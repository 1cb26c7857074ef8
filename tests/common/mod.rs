#![allow(dead_code)]

use std::sync::Arc;

use axum::{
    body::{to_bytes, Body},
    http::{header, Request, StatusCode},
    Router,
};
use recruitment_ats::{config::Config, routes, store::MemoryStore, AppState};
use serde_json::Value as JsonValue;
use tower::ServiceExt;

pub const ADMIN_EMAIL: &str = "rh@example.com";
pub const ADMIN_PASSWORD: &str = "senha-super-secreta";

pub struct TestApp {
    pub router: Router,
    pub state: AppState,
}

impl TestApp {
    pub async fn spawn() -> Self {
        let uploads = std::env::temp_dir().join(format!("ats-uploads-{}", uuid::Uuid::new_v4()));
        let config = Config::for_memory("test_secret_key", &uploads.to_string_lossy());
        let state = AppState::new(config, Arc::new(MemoryStore::new()));
        state
            .auth_service
            .seed_admin(ADMIN_EMAIL, ADMIN_PASSWORD, "RH")
            .await
            .expect("seed admin");
        Self {
            router: routes::router(state.clone()),
            state,
        }
    }

    pub async fn send(&self, req: Request<Body>) -> (StatusCode, JsonValue) {
        let resp = self.router.clone().oneshot(req).await.expect("response");
        let status = resp.status();
        let bytes = to_bytes(resp.into_body(), usize::MAX).await.expect("body");
        let json = if bytes.is_empty() {
            JsonValue::Null
        } else {
            serde_json::from_slice(&bytes).unwrap_or(JsonValue::Null)
        };
        (status, json)
    }

    pub async fn login(&self) -> String {
        let (status, body) = self
            .send(json_request(
                "POST",
                "/api/auth/login",
                None,
                &serde_json::json!({ "email": ADMIN_EMAIL, "password": ADMIN_PASSWORD }),
            ))
            .await;
        assert_eq!(status, StatusCode::OK, "login failed: {}", body);
        body["token"].as_str().expect("token").to_string()
    }
}

pub fn json_request(
    method: &str,
    uri: &str,
    token: Option<&str>,
    body: &JsonValue,
) -> Request<Body> {
    let mut builder = Request::builder()
        .method(method)
        .uri(uri)
        .header(header::CONTENT_TYPE, "application/json");
    if let Some(token) = token {
        builder = builder.header(header::AUTHORIZATION, format!("Bearer {}", token));
    }
    builder.body(Body::from(body.to_string())).expect("request")
}

pub fn get_request(uri: &str, token: Option<&str>) -> Request<Body> {
    let mut builder = Request::builder().method("GET").uri(uri);
    if let Some(token) = token {
        builder = builder.header(header::AUTHORIZATION, format!("Bearer {}", token));
    }
    builder.body(Body::empty()).expect("request")
}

--

Work instructions: Read through the material above, and whenever a line contains "AppState", copy it.

Exercise response:
use recruitment_ats::{config::Config, routes, store::MemoryStore, AppState};
    pub state: AppState,
        let state = AppState::new(config, Arc::new(MemoryStore::new()));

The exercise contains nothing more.